I never liked the accomadation that was made as regards the Emporer. He was the supreme leader and nothing was done by the militarists without his ok. A quick trial and execution would have been my recommendation, but Truman with Mcarthur's advice thought differently. So, I concur with having Perry's flag flown AND would have supported a quick trial and execution of the Emperor. All future relations would have been worked out somehow.

royal744
04-16-2012, 11:46 PM
Forgive me but isn't this a bit of a tempest in a teapot? Were the Japanese in their dire situation even aware the flag was there? It takes two to make an insult: an insultor and and an insultee. Absent the latter, the question is moot. I didn't read anywhere in here that the flag was flown. I read that the flag was in a glass case and not in the direct line of sight of the Japanese delegation. I didn't read anywhere that the presence of the flag was even pointed out to the Japanese. Nor have I read anything in my history books about a Japanese reaction to the presence of the flag.

Someone with a sense of history - possibly MacArthur himself - thought the presence of the flag was apt and appropriate. But then it might also have been someone in Washington whose bright idea it was for Perry's flag to have been present both at the time of Perry's incursion and at the end of the Pacific War. It makes an interesting placard in a museum.
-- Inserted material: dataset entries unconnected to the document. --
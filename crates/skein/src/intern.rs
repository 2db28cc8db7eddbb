//! String interning for identifiers, attribute names and string literals.
//!
//! Every name the compiler or the VM needs to compare cheaply is stored once in [`Interns`]
//! and referred to by a [`StringId`]. The first ids are reserved for [`StaticStrings`] so the
//! VM can look up dunder methods without touching the interner.
//!
//! Unlike a purely compile-time interner, `Interns` stays mutable for the life of a run:
//! imported modules are compiled lazily and `setattr`/`getattr` with runtime strings need ids too.

use std::fmt;

use ahash::AHashMap;
use strum::{EnumString, FromRepr, IntoStaticStr};

/// Index into the string interner's storage.
///
/// Uses `u32` to keep `Value` and AST nodes small.
#[derive(Debug, Clone, Copy, PartialEq, Eq, Hash, PartialOrd, Ord, Default, serde::Serialize, serde::Deserialize)]
pub struct StringId(u32);

impl StringId {
    /// Rebuilds a `StringId` from a bytecode operand.
    #[inline]
    pub fn from_index(index: usize) -> Self {
        Self(u32::try_from(index).expect("string interner overflow"))
    }

    /// Returns the raw index value.
    #[inline]
    pub fn index(self) -> usize {
        self.0 as usize
    }
}

impl From<StaticStrings> for StringId {
    fn from(value: StaticStrings) -> Self {
        Self(u32::from(value as u16))
    }
}

/// Names known at compile time, pre-interned at fixed ids.
#[repr(u16)]
#[derive(Debug, Clone, Copy, FromRepr, EnumString, IntoStaticStr, PartialEq, Eq, Hash)]
pub enum StaticStrings {
    #[strum(serialize = "")]
    EmptyString,
    #[strum(serialize = "<module>")]
    Module,
    #[strum(serialize = "<lambda>")]
    Lambda,
    #[strum(serialize = "<listcomp>")]
    ListComp,
    #[strum(serialize = "<setcomp>")]
    SetComp,
    #[strum(serialize = "<dictcomp>")]
    DictComp,
    #[strum(serialize = "<genexpr>")]
    GenExpr,
    #[strum(serialize = ".0")]
    CompIter,
    #[strum(serialize = "__main__")]
    Main,

    // ==========================
    // object protocol
    #[strum(serialize = "__init__")]
    Init,
    #[strum(serialize = "__str__")]
    DunderStr,
    #[strum(serialize = "__repr__")]
    DunderRepr,
    #[strum(serialize = "__format__")]
    DunderFormat,
    #[strum(serialize = "__hash__")]
    DunderHash,
    #[strum(serialize = "__bool__")]
    DunderBool,
    #[strum(serialize = "__len__")]
    DunderLen,
    #[strum(serialize = "__call__")]
    DunderCall,
    #[strum(serialize = "__getattr__")]
    DunderGetattr,
    #[strum(serialize = "__iter__")]
    DunderIter,
    #[strum(serialize = "__next__")]
    DunderNext,
    #[strum(serialize = "__contains__")]
    DunderContains,
    #[strum(serialize = "__getitem__")]
    DunderGetitem,
    #[strum(serialize = "__setitem__")]
    DunderSetitem,
    #[strum(serialize = "__delitem__")]
    DunderDelitem,
    #[strum(serialize = "__enter__")]
    DunderEnter,
    #[strum(serialize = "__exit__")]
    DunderExit,
    #[strum(serialize = "__neg__")]
    DunderNeg,
    #[strum(serialize = "__pos__")]
    DunderPos,
    #[strum(serialize = "__invert__")]
    DunderInvert,
    #[strum(serialize = "__abs__")]
    DunderAbs,

    // ==========================
    // rich comparison
    #[strum(serialize = "__eq__")]
    DunderEq,
    #[strum(serialize = "__ne__")]
    DunderNe,
    #[strum(serialize = "__lt__")]
    DunderLt,
    #[strum(serialize = "__le__")]
    DunderLe,
    #[strum(serialize = "__gt__")]
    DunderGt,
    #[strum(serialize = "__ge__")]
    DunderGe,

    // ==========================
    // binary operators, in `Operator` order: forward, reflected, in-place
    #[strum(serialize = "__add__")]
    DunderAdd,
    #[strum(serialize = "__sub__")]
    DunderSub,
    #[strum(serialize = "__mul__")]
    DunderMul,
    #[strum(serialize = "__matmul__")]
    DunderMatMul,
    #[strum(serialize = "__truediv__")]
    DunderTrueDiv,
    #[strum(serialize = "__floordiv__")]
    DunderFloorDiv,
    #[strum(serialize = "__mod__")]
    DunderMod,
    #[strum(serialize = "__pow__")]
    DunderPow,
    #[strum(serialize = "__lshift__")]
    DunderLShift,
    #[strum(serialize = "__rshift__")]
    DunderRShift,
    #[strum(serialize = "__or__")]
    DunderOr,
    #[strum(serialize = "__xor__")]
    DunderXor,
    #[strum(serialize = "__and__")]
    DunderAnd,
    #[strum(serialize = "__radd__")]
    DunderRAdd,
    #[strum(serialize = "__rsub__")]
    DunderRSub,
    #[strum(serialize = "__rmul__")]
    DunderRMul,
    #[strum(serialize = "__rmatmul__")]
    DunderRMatMul,
    #[strum(serialize = "__rtruediv__")]
    DunderRTrueDiv,
    #[strum(serialize = "__rfloordiv__")]
    DunderRFloorDiv,
    #[strum(serialize = "__rmod__")]
    DunderRMod,
    #[strum(serialize = "__rpow__")]
    DunderRPow,
    #[strum(serialize = "__rlshift__")]
    DunderRLShift,
    #[strum(serialize = "__rrshift__")]
    DunderRRShift,
    #[strum(serialize = "__ror__")]
    DunderROr,
    #[strum(serialize = "__rxor__")]
    DunderRXor,
    #[strum(serialize = "__rand__")]
    DunderRAnd,
    #[strum(serialize = "__iadd__")]
    DunderIAdd,
    #[strum(serialize = "__isub__")]
    DunderISub,
    #[strum(serialize = "__imul__")]
    DunderIMul,
    #[strum(serialize = "__imatmul__")]
    DunderIMatMul,
    #[strum(serialize = "__itruediv__")]
    DunderITrueDiv,
    #[strum(serialize = "__ifloordiv__")]
    DunderIFloorDiv,
    #[strum(serialize = "__imod__")]
    DunderIMod,
    #[strum(serialize = "__ipow__")]
    DunderIPow,
    #[strum(serialize = "__ilshift__")]
    DunderILShift,
    #[strum(serialize = "__irshift__")]
    DunderIRShift,
    #[strum(serialize = "__ior__")]
    DunderIOr,
    #[strum(serialize = "__ixor__")]
    DunderIXor,
    #[strum(serialize = "__iand__")]
    DunderIAnd,

    // ==========================
    // special attributes
    #[strum(serialize = "__class__")]
    DunderClass,
    #[strum(serialize = "__name__")]
    DunderName,
    #[strum(serialize = "__qualname__")]
    DunderQualname,
    #[strum(serialize = "__module__")]
    DunderModule,
    #[strum(serialize = "__dict__")]
    DunderDict,
    #[strum(serialize = "__doc__")]
    DunderDoc,
    #[strum(serialize = "__mro__")]
    DunderMro,
    #[strum(serialize = "__bases__")]
    DunderBases,
    #[strum(serialize = "__all__")]
    DunderAll,
    #[strum(serialize = "__file__")]
    DunderFile,
    #[strum(serialize = "__match_args__")]
    DunderMatchArgs,
    #[strum(serialize = "__cause__")]
    DunderCause,
    #[strum(serialize = "__context__")]
    DunderContext,
    #[strum(serialize = "args")]
    Args,
    #[strum(serialize = "super")]
    Super,
    #[strum(serialize = "self")]
    SelfName,

    // ==========================
    // keyword arguments understood by builtins
    #[strum(serialize = "sep")]
    Sep,
    #[strum(serialize = "end")]
    End,
    #[strum(serialize = "file")]
    File,
    #[strum(serialize = "flush")]
    Flush,
    #[strum(serialize = "key")]
    Key,
    #[strum(serialize = "reverse")]
    Reverse,
    #[strum(serialize = "default")]
    Default,
    #[strum(serialize = "start")]
    Start,
    #[strum(serialize = "setter")]
    Setter,
    #[strum(serialize = "getter")]
    Getter,
    #[strum(serialize = "value")]
    Value,
    #[strum(serialize = "keys")]
    Keys,
}

impl StaticStrings {
    /// The interned id of this static string.
    #[inline]
    pub fn id(self) -> StringId {
        self.into()
    }
}

/// Interned strings for one program run.
///
/// Serialized as a plain list of strings so compiled programs can be cached with `postcard`;
/// the reverse lookup table is rebuilt on load.
#[derive(Clone, serde::Serialize, serde::Deserialize)]
#[serde(from = "Vec<String>", into = "Vec<String>")]
pub struct Interns {
    strings: Vec<String>,
    lookup: AHashMap<String, StringId>,
}

impl fmt::Debug for Interns {
    fn fmt(&self, f: &mut fmt::Formatter<'_>) -> fmt::Result {
        f.debug_struct("Interns").field("len", &self.strings.len()).finish()
    }
}

impl Default for Interns {
    fn default() -> Self {
        Self::new()
    }
}

impl Interns {
    /// Creates an interner pre-populated with every [`StaticStrings`] value.
    #[must_use]
    pub fn new() -> Self {
        let mut interns = Self {
            strings: Vec::new(),
            lookup: AHashMap::new(),
        };
        for s in (0..).map_while(StaticStrings::from_repr) {
            let text: &'static str = s.into();
            let id = interns.intern(text);
            debug_assert_eq!(id, s.id(), "static strings must intern in declaration order");
        }
        interns
    }

    /// Returns the id for `s`, adding it to the table if needed.
    pub fn intern(&mut self, s: &str) -> StringId {
        if let Some(&id) = self.lookup.get(s) {
            return id;
        }
        let id = StringId::from_index(self.strings.len());
        self.strings.push(s.to_owned());
        self.lookup.insert(s.to_owned(), id);
        id
    }

    /// Looks up an existing id without interning.
    #[must_use]
    pub fn lookup(&self, s: &str) -> Option<StringId> {
        self.lookup.get(s).copied()
    }

    /// Returns the text of an interned string.
    #[must_use]
    pub fn get_str(&self, id: StringId) -> &str {
        &self.strings[id.index()]
    }

    /// Number of interned strings.
    #[must_use]
    pub fn len(&self) -> usize {
        self.strings.len()
    }

    #[must_use]
    pub fn is_empty(&self) -> bool {
        self.strings.is_empty()
    }
}

impl From<Vec<String>> for Interns {
    fn from(strings: Vec<String>) -> Self {
        let lookup = strings
            .iter()
            .enumerate()
            .map(|(i, s)| (s.clone(), StringId::from_index(i)))
            .collect();
        Self { strings, lookup }
    }
}

impl From<Interns> for Vec<String> {
    fn from(interns: Interns) -> Self {
        interns.strings
    }
}

#[cfg(test)]
mod tests {
    use super::*;

    #[test]
    fn static_strings_have_fixed_ids() {
        let interns = Interns::new();
        assert_eq!(interns.get_str(StaticStrings::Init.id()), "__init__");
        assert_eq!(interns.lookup("__radd__"), Some(StaticStrings::DunderRAdd.id()));
        assert_eq!(interns.get_str(StaticStrings::EmptyString.id()), "");
    }

    #[test]
    fn interning_is_idempotent() {
        let mut interns = Interns::new();
        let a = interns.intern("spam");
        let b = interns.intern("spam");
        assert_eq!(a, b);
        assert_ne!(a, interns.intern("eggs"));
    }

    #[test]
    fn survives_serialization() {
        let mut interns = Interns::new();
        let id = interns.intern("roundtrip");
        let bytes = postcard::to_allocvec(&interns).unwrap();
        let loaded: Interns = postcard::from_bytes(&bytes).unwrap();
        assert_eq!(loaded.lookup("roundtrip"), Some(id));
        assert_eq!(loaded.get_str(id), "roundtrip");
    }
}
use indexmap::IndexMap;

use crate::{intern::StringId, value::Value};

/// A module namespace; module code uses it as its globals.
#[derive(Debug)]
pub(crate) struct Module {
    pub name: StringId,
    pub attrs: IndexMap<StringId, Value>,
}

impl Module {
    #[must_use]
    pub fn new(name: StringId) -> Self {
        Self {
            name,
            attrs: IndexMap::new(),
        }
    }

    #[must_use]
    pub fn get(&self, name: StringId) -> Option<Value> {
        self.attrs.get(&name).copied().filter(|value| !matches!(value, Value::Undefined))
    }
}
//! Comparisons, membership, truth value and `len()`.

use std::cmp::Ordering;

use super::VM;
use crate::{
    args::ArgValues,
    exception_private::{ExcType, RunError, RunResult},
    expressions::CmpOperator,
    heap::{DictViewKind, HeapData, HeapId},
    intern::StaticStrings,
    io::PrintWriter,
    resource::{MAX_DATA_RECURSION_DEPTH, ResourceTracker},
    tracer::VmTracer,
    types::{number, str::char_len},
    value::Value,
};

/// Whether `ordering` satisfies comparison `op`.
fn ordering_matches(op: CmpOperator, ordering: Ordering) -> bool {
    match op {
        CmpOperator::Eq => ordering == Ordering::Equal,
        CmpOperator::NotEq => ordering != Ordering::Equal,
        CmpOperator::Lt => ordering == Ordering::Less,
        CmpOperator::LtE => ordering != Ordering::Greater,
        CmpOperator::Gt => ordering == Ordering::Greater,
        CmpOperator::GtE => ordering != Ordering::Less,
        CmpOperator::Is | CmpOperator::IsNot | CmpOperator::In | CmpOperator::NotIn => false,
    }
}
Either way, methinks, it matters but very little in the larger scheme of things. Perhaps there are those who who are a bit too quick to find fault and feel insulted even when the putative targets of that insult were clueless. At the risk of unleashing howls of protests, if it was intended to be an insult, it failed spectacularly.

Laconia
04-17-2012, 01:14 PM
Forgive me but isn't this a bit of a tempest in a teapot? Were the Japanese in their dire situation even aware the flag was there? It takes two to make an insult: an insultor and and an insultee. Absent the latter, the question is moot. I didn't read anywhere in here that the flag was flown. I read that the flag was in a glass case and not in the direct line of sight of the Japanese delegation. I didn't read anywhere that the presence of the flag was even pointed out to the Japanese. Nor have I read anything in my history books about a Japanese reaction to the presence of the flag.

Someone with a sense of history - possibly MacArthur himself - thought the presence of the flag was apt and appropriate. But then it might also have been someone in Washington whose bright idea it was for Perry's flag to have been present both at the time of Perry's incursion and at the end of the Pacific War. It makes an interesting placard in a museum.

Either way, methinks, it matters but very little in the larger scheme of things. Perhaps there are those who who are a bit too quick to find fault and feel insulted even when the putative targets of that insult were clueless. At the risk of unleashing howls of protests, if it was intended to be an insult, it failed spectacularly.

I agree, you make some valid points here. I wonder what happened to Rising Sun? I'd like to hear his rebuttal.